§ Task prompt: Find and copy each line of the data that includes "used".

[Stored data entries]
########
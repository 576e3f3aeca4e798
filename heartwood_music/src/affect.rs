// Affect analysis: scores free text against a fixed emotional lexicon.
//
// Each affect in the catalog owns a keyword set. Input text is lower-cased
// and tokenized into words (alphanumerics plus apostrophes, so "can't" and
// "won't" stay whole), and every keyword -- single word or multi-word
// phrase -- is counted wherever its token sequence appears. Matching is
// whole-word: "impatient" never scores for "patient", "freedom" never
// scores for "free".
//
// Primary selection is a strict maximum with ties broken by catalog order
// (first declared wins). A zero top score means the text carries no
// recognizable affect and yields `Affect::Neutral`.
//
// The result feeds session.rs (mode and tempo selection) and tension.rs
// (structure archetype). The kit mapper at the bottom is a pure lookup used
// by downstream sample selection; the pipeline itself never calls it.

use serde::{Deserialize, Serialize};
use std::collections::BTreeMap;
use tracing::debug;

/// Closed set of affect tags, in catalog (tie-break) order, plus `Neutral`.
#[derive(Debug, Clone, Copy, PartialEq, Eq, PartialOrd, Ord, Hash, Serialize, Deserialize)]
#[serde(rename_all = "lowercase")]
pub enum Affect {
    Grief,
    Rage,
    Awe,
    Nostalgia,
    Fear,
    Dissociation,
    Defiance,
    Tenderness,
    Confusion,
    Neutral,
}

impl Affect {
    /// Scored affects in declaration order. `Neutral` is never scored.
    pub const CATALOG: [Affect; 9] = [
        Affect::Grief,
        Affect::Rage,
        Affect::Awe,
        Affect::Nostalgia,
        Affect::Fear,
        Affect::Dissociation,
        Affect::Defiance,
        Affect::Tenderness,
        Affect::Confusion,
    ];

    pub fn name(self) -> &'static str {
        match self {
            Affect::Grief => "grief",
            Affect::Rage => "rage",
            Affect::Awe => "awe",
            Affect::Nostalgia => "nostalgia",
            Affect::Fear => "fear",
            Affect::Dissociation => "dissociation",
            Affect::Defiance => "defiance",
            Affect::Tenderness => "tenderness",
            Affect::Confusion => "confusion",
            Affect::Neutral => "neutral",
        }
    }

    /// Case-insensitive tag lookup.
    pub fn from_name(name: &str) -> Option<Affect> {
        let wanted = name.trim().to_lowercase();
        Affect::CATALOG
            .into_iter()
            .chain(std::iter::once(Affect::Neutral))
            .find(|a| a.name() == wanted)
    }
}

impl std::fmt::Display for Affect {
    fn fmt(&self, f: &mut std::fmt::Formatter<'_>) -> std::fmt::Result {
        f.write_str(self.name())
    }
}

/// Outcome of analyzing one piece of text.
#[derive(Debug, Clone, PartialEq, Serialize, Deserialize)]
pub struct AffectResult {
    pub primary: Affect,
    pub secondary: Option<Affect>,
    /// Raw keyword hits per catalog affect. Empty for empty input.
    pub scores: BTreeMap<Affect, u32>,
    /// `min(1, primary_hits / 3)`.
    pub intensity: f64,
}

impl AffectResult {
    pub fn neutral() -> Self {
        AffectResult {
            primary: Affect::Neutral,
            secondary: None,
            scores: BTreeMap::new(),
            intensity: 0.0,
        }
    }

    /// Hit count for one affect (0 when absent).
    pub fn score(&self, affect: Affect) -> u32 {
        self.scores.get(&affect).copied().unwrap_or(0)
    }
}

/// Keyword hits at which intensity saturates.
const INTENSITY_SATURATION: f64 = 3.0;

const STANDARD_KEYWORDS: [(Affect, &[&str]); 9] = [
    (
        Affect::Grief,
        &["loss", "gone", "miss", "dead", "died", "funeral", "mourning", "never again", "empty"],
    ),
    (
        Affect::Rage,
        &["angry", "furious", "hate", "betrayed", "unfair", "revenge", "burn", "fight", "destroy"],
    ),
    (
        Affect::Awe,
        &["wonder", "beautiful", "infinite", "god", "universe", "transcend", "light", "vast"],
    ),
    (
        Affect::Nostalgia,
        &["remember", "used to", "childhood", "back when", "old days", "memory", "home"],
    ),
    (
        Affect::Fear,
        &["scared", "terrified", "panic", "can't breathe", "trapped", "anxious", "dread"],
    ),
    (
        Affect::Dissociation,
        &["numb", "nothing", "floating", "unreal", "detached", "fog", "grey", "wall"],
    ),
    (
        Affect::Defiance,
        &["won't", "refuse", "stand", "strong", "break", "free", "my own", "no more"],
    ),
    (
        Affect::Tenderness,
        &["soft", "gentle", "hold", "love", "kind", "care", "fragile", "warm"],
    ),
    (
        Affect::Confusion,
        &["why", "lost", "don't know", "spinning", "chaos", "strange", "question"],
    ),
];

/// One affect's keywords, pre-tokenized.
#[derive(Debug, Clone)]
struct LexiconEntry {
    affect: Affect,
    phrases: Vec<Vec<String>>,
}

/// Keyword table used by the analyzer.
#[derive(Debug, Clone)]
pub struct AffectLexicon {
    entries: Vec<LexiconEntry>,
}

impl AffectLexicon {
    /// The built-in lexicon covering every catalog affect.
    pub fn standard() -> Self {
        let mut lexicon = AffectLexicon { entries: Vec::new() };
        for (affect, words) in STANDARD_KEYWORDS {
            lexicon.extend(affect, words.iter().copied());
        }
        lexicon
    }

    /// Add keywords for an affect. Keywords that tokenize to nothing are
    /// ignored. Entries stay in catalog order regardless of insertion order.
    pub fn extend<'a>(&mut self, affect: Affect, keywords: impl IntoIterator<Item = &'a str>) {
        if affect == Affect::Neutral {
            return;
        }
        let phrases = keywords
            .into_iter()
            .map(tokenize)
            .filter(|p| !p.is_empty());
        match self.entries.iter_mut().find(|e| e.affect == affect) {
            Some(entry) => entry.phrases.extend(phrases),
            None => {
                self.entries.push(LexiconEntry {
                    affect,
                    phrases: phrases.collect(),
                });
                self.entries.sort_by_key(|e| e.affect);
            }
        }
    }

    /// Count whole-word keyword occurrences per affect.
    fn score_tokens(&self, tokens: &[String]) -> BTreeMap<Affect, u32> {
        self.entries
            .iter()
            .map(|entry| {
                let hits: usize = entry
                    .phrases
                    .iter()
                    .map(|phrase| count_phrase(tokens, phrase))
                    .sum();
                (entry.affect, hits as u32)
            })
            .collect()
    }
}

impl Default for AffectLexicon {
    fn default() -> Self {
        AffectLexicon::standard()
    }
}

/// Lower-case word tokens; apostrophes (straight or curly) stay inside words.
fn tokenize(text: &str) -> Vec<String> {
    text.to_lowercase()
        .replace(['\u{2019}', '\u{2018}'], "'")
        .split(|c: char| !(c.is_alphanumeric() || c == '\''))
        .map(|t| t.trim_matches('\''))
        .filter(|t| !t.is_empty())
        .map(str::to_owned)
        .collect()
}

fn count_phrase(tokens: &[String], phrase: &[String]) -> usize {
    if phrase.is_empty() || phrase.len() > tokens.len() {
        return 0;
    }
    tokens.windows(phrase.len()).filter(|w| *w == phrase).count()
}

/// Weighted-keyword affect classifier.
#[derive(Debug, Clone, Default)]
pub struct AffectAnalyzer {
    lexicon: AffectLexicon,
}

impl AffectAnalyzer {
    pub fn new() -> Self {
        AffectAnalyzer::default()
    }

    pub fn with_lexicon(lexicon: AffectLexicon) -> Self {
        AffectAnalyzer { lexicon }
    }

    pub fn analyze(&self, text: &str) -> AffectResult {
        if text.trim().is_empty() {
            return AffectResult::neutral();
        }

        let tokens = tokenize(text);
        let scores = self.lexicon.score_tokens(&tokens);

        let primary = strongest(&scores, None);
        let result = match primary {
            None => AffectResult {
                primary: Affect::Neutral,
                secondary: None,
                scores,
                intensity: 0.0,
            },
            Some((primary, hits)) => AffectResult {
                primary,
                secondary: strongest(&scores, Some(primary)).map(|(a, _)| a),
                intensity: (hits as f64 / INTENSITY_SATURATION).min(1.0),
                scores,
            },
        };

        debug!(
            primary = %result.primary,
            secondary = ?result.secondary,
            intensity = result.intensity,
            tokens = tokens.len(),
            "analyzed affect"
        );
        result
    }
}

/// Highest nonzero score, first in catalog order on ties.
fn strongest(scores: &BTreeMap<Affect, u32>, exclude: Option<Affect>) -> Option<(Affect, u32)> {
    let mut best: Option<(Affect, u32)> = None;
    for (&affect, &hits) in scores {
        if Some(affect) == exclude || hits == 0 {
            continue;
        }
        if best.is_none_or(|(_, top)| hits > top) {
            best = Some((affect, hits));
        }
    }
    best
}

/// Suggested sample kit for a mood tag. Unknown tags get the standard kit.
pub fn kit_for_mood(tag: &str) -> &'static str {
    match tag.trim().to_lowercase().as_str() {
        "grief" | "dissociation" | "broken" => "LoFi_Bedroom_Kit",
        "rage" | "defiance" | "fear" => "Industrial_Glitch_Kit",
        "awe" | "tenderness" => "Ambient_Kit",
        "nostalgia" => "Vinyl_Kit",
        _ => "Standard_Kit",
    }
}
########
§ Task response:
// (structure archetype). The kit mapper at the bottom is a pure lookup used
        &["remember", "used to", "childhood", "back when", "old days", "memory", "home"],
/// Keyword table used by the analyzer.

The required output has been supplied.